Metadata-Version: 2.1
Name: info.gianlucacosta.cervantes
Version: 1.1.0
Summary: Extract a compact Spanish dictionary from Wikcionario, with elegance
Home-page: https://github.com/giancosta86/Cervantes
License: MIT
Keywords: library,extract,wiki,pages,dictionary,Wiktionary,Wikcionario,Spanish
Author: Gianluca Costa
Author-email: gianluca@gianlucacosta.info
Requires-Python: >=3.10,<4.0
Classifier: Development Status :: 5 - Production/Stable
Classifier: Intended Audience :: Developers
Classifier: License :: OSI Approved :: MIT License
Classifier: Natural Language :: Spanish
Classifier: Operating System :: OS Independent
Classifier: Programming Language :: Python
Classifier: Programming Language :: Python :: 3
Classifier: Programming Language :: Python :: 3.10
Classifier: Topic :: Text Processing :: Linguistic
Requires-Dist: info.gianlucacosta.wikiprism (>=1.0.0,<2.0.0)
Project-URL: Documentation, https://github.com/giancosta86/Cervantes
Project-URL: Repository, https://github.com/giancosta86/Cervantes
Description-Content-Type: text/markdown

# Cervantes

_Extract a compact Spanish dictionary from Wikcionario, with elegance_

In Spanish literature - and all over the world - the works of [Miguel de Cervantes](https://en.wikipedia.org/wiki/Miguel_de_Cervantes) are considered an _obra maestra_ because of their stylistic 🦋elegance, witty remarks and _humanistic_ depth of thought...

...which is why I wish to dedicate this project to his memory: more precisely, this is my library for creating _a customized, Wiktionary-based corpus of the Spanish language_.

**Cervantes** is a type-checked library for Python, built on top of [WikiPrism](https://github.com/giancosta86/WikiPrism), focusing on:

- _Parsing_ an [XML dump](https://dumps.wikimedia.org/eswiktionary/latest/eswiktionary-latest-pages-articles.xml.bz2) of [Wikcionario](https://es.wiktionary.org/) and extracting _Spanish terms_ from each wiki page

- _Classifying_ each term according to a set of _grammar categories_

- Providing _a Spanish-related Dictionary_, backed by a SQLite db, that can be used for custom analysis via _SQL queries_

Despite its sophisticated _regex-based engine_, Cervantes has a minimalist programming interface; furthermore, it is designed to be a core plugin of [Jardinero](https://github.com/giancosta86/Jardinero) - which makes it extremely simple to use, via a web-application user interface.

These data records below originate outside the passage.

#[tokio::test]
async fn test_aborted_item_resumes_from_checkpoint() {
    let server = MockServer::start().await;
    let dir = tempdir().unwrap();
    let config = create_test_config(&server, dir.path());
    write_items(
        &config,
        &[CatalogItem::new(ItemKind::Primary, "10", "Counter-Strike")],
    );

    mount_review(&server, "10", "*", review_page("A")).await;
    Mock::given(method("GET"))
        .and(path("/appreviews/10"))
        .and(query_param("cursor", "A"))
        .respond_with(ResponseTemplate::new(500))
        .mount(&server)
        .await;

    let summary = crawl_reviews(&config).await.unwrap();
    assert_eq!(summary.aborted, 1);

    let item = item_dir(dir.path(), "app-10");
    assert!(item.join("reviews-1.html").exists());
    assert!(!item.join("reviews-done.txt").exists());

    {
        let ledger = SqliteLedger::new(&config.ledger_path()).unwrap();
        let checkpoint = ledger.load_checkpoint("app-10").unwrap().unwrap();
        assert_eq!(checkpoint.cursor, "A");
        assert_eq!(checkpoint.page_index, 2);
        assert_eq!(checkpoint.error_count, 2);
        assert!(checkpoint.last_error.is_some());

        let run = ledger.get_latest_run(RunKind::Reviews).unwrap().unwrap();
        assert_eq!(run.status, RunStatus::Partial);
    }

    // The remote recovers
    server.reset().await;
    mount_review(&server, "10", "A", review_page("B")).await;
    mount_review(&server, "10", "B", TERMINAL_PAGE.to_string()).await;

    let summary = crawl_reviews(&config).await.unwrap();
    assert_eq!(summary.resumed, 1);
    assert_eq!(summary.completed, 1);

    let cursors: Vec<String> = requests_to(&server, "/appreviews/10")
        .await
        .iter()
        .map(|r| query_value(r, "cursor").unwrap())
        .collect();
    assert_eq!(cursors, vec!["A", "B"]);

    assert_eq!(
        std::fs::read_to_string(item.join("reviews-1.html")).unwrap(),
        review_page("A")
    );
    assert_eq!(
        std::fs::read_to_string(item.join("reviews-2.html")).unwrap(),
        review_page("B")
    );
    assert!(item.join("reviews-done.txt").exists());

    let ledger = SqliteLedger::new(&config.ledger_path()).unwrap();
    assert!(ledger.load_checkpoint("app-10").unwrap().is_none());
}

#[tokio::test]
async fn test_archive_mode_end_to_end() {
    let server = MockServer::start().await;
    let dir = tempdir().unwrap();
    let mut config = create_test_config(&server, dir.path());
    config.reviews.archive = true;
    config.reviews.language = Some("german".to_string());
    write_items(
        &config,
        &[CatalogItem::new(ItemKind::Primary, "10", "Counter-Strike")],
    );

    mount_review(&server, "10", "*", review_page("A")).await;
    mount_review(&server, "10", "A", review_page("B")).await;
    mount_review(&server, "10", "B", TERMINAL_PAGE.to_string()).await;

    crawl_reviews(&config).await.unwrap();

    let item = item_dir(dir.path(), "german/app-10");
    assert!(!item.join("reviews-1.html").exists());
    assert!(!item.join("reviews-done.txt").exists());

    let members = read_archive(&item.join("reviews.zip")).unwrap();
    assert_eq!(
        members,
        vec![
            ("reviews-1.html".to_string(), review_page("A").into_bytes()),
            ("reviews-2.html".to_string(), review_page("B").into_bytes()),
        ]
    );

    let first = &requests_to(&server, "/appreviews/10").await[0];
    assert_eq!(query_value(first, "language").as_deref(), Some("german"));

    // Archived items count as complete
    crawl_reviews(&config).await.unwrap();
    assert_eq!(requests_to(&server, "/appreviews/10").await.len(), 3);

    let table = dir.path().join("reviews.csv");
    let extraction =
        extract_reviews(&dir.path().join("pages").join("reviews"), &table, 2024).unwrap();
    assert_eq!(extraction.items, 1);
    assert_eq!(extraction.reviews, 2);
}

#[tokio::test]
async fn test_fetch_pauses_after_each_success() {
    let server = MockServer::start().await;
    Mock::given(method("GET"))
        .and(path("/ok"))
        .respond_with(ResponseTemplate::new(200).set_body_string("ok"))
        .mount(&server)
        .await;

    let pause = Duration::from_millis(100);
    let fetcher = Fetcher::new(reqwest::Client::new(), 1, pause);
    let url = Url::parse(&format!("{}/ok", server.uri())).unwrap();

    let started = Instant::now();
    for _ in 0..3 {
        fetcher.fetch(&url).await.unwrap();
    }
    assert!(started.elapsed() >= pause * 3);
}

#[tokio::test]
async fn test_review_error_backs_off_before_retrying() {
    let server = MockServer::start().await;
    let dir = tempdir().unwrap();
    let mut config = create_test_config(&server, dir.path());
    config.http.pause_secs = 0.1;
    write_items(
        &config,
        &[CatalogItem::new(ItemKind::Primary, "10", "Counter-Strike")],
    );

    Mock::given(method("GET"))
        .and(path("/appreviews/10"))
        .respond_with(ResponseTemplate::new(500))
        .mount(&server)
        .await;

    // Two errors exhaust the budget; only the first is followed by a backoff
    let started = Instant::now();
    let summary = crawl_reviews(&config).await.unwrap();
    let elapsed = started.elapsed();

    assert_eq!(summary.aborted, 1);
    assert_eq!(requests_to(&server, "/appreviews/10").await.len(), 2);
    assert!(elapsed >= config.http.pause().mul_f64(config.reviews.error_backoff_factor));
}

No matter the scenario, it is essential to explore the SQL schema of its underlying database: for details, please consult the sections below.

## Installation

To install **Cervantes**, just run:

```bash
pip install info.gianlucacosta.cervantes
```

or, if you are using Poetry:

```bash
poetry add info.gianlucacosta.cervantes
```

## Extracting a custom dictionary from Wikcionario

Once Cervantes is installed in your Python environment, you can import it just like any other Python library...

...or you can run it as an extension module within Jardinero's infrastructure! 🥳

Just make sure that both [Jardinero](https://github.com/giancosta86/Jardinero) and Cervantes are installed, then run:

```bash
python -OO -m info.gianlucacosta.jardinero info.gianlucacosta.cervantes
```

You will then be able to create a dictionary and perform SQL queries via Jardinero's web user interface.

Cervantes also supports Jardinero's _developer mode_: in that case, the system will refer to your local copy of Wikcionario - which **must** be a BZ2 archive residing at the following address:

> http://localhost:8000/eswiktionary-latest-pages-articles.xml.bz2

Usually, you can make this URL available by running:

```bash
python -m http.server
```

from within the directory containing your [Wikcionario dump file](https://dumps.wikimedia.org/eswiktionary/latest/eswiktionary-latest-pages-articles.xml.bz2).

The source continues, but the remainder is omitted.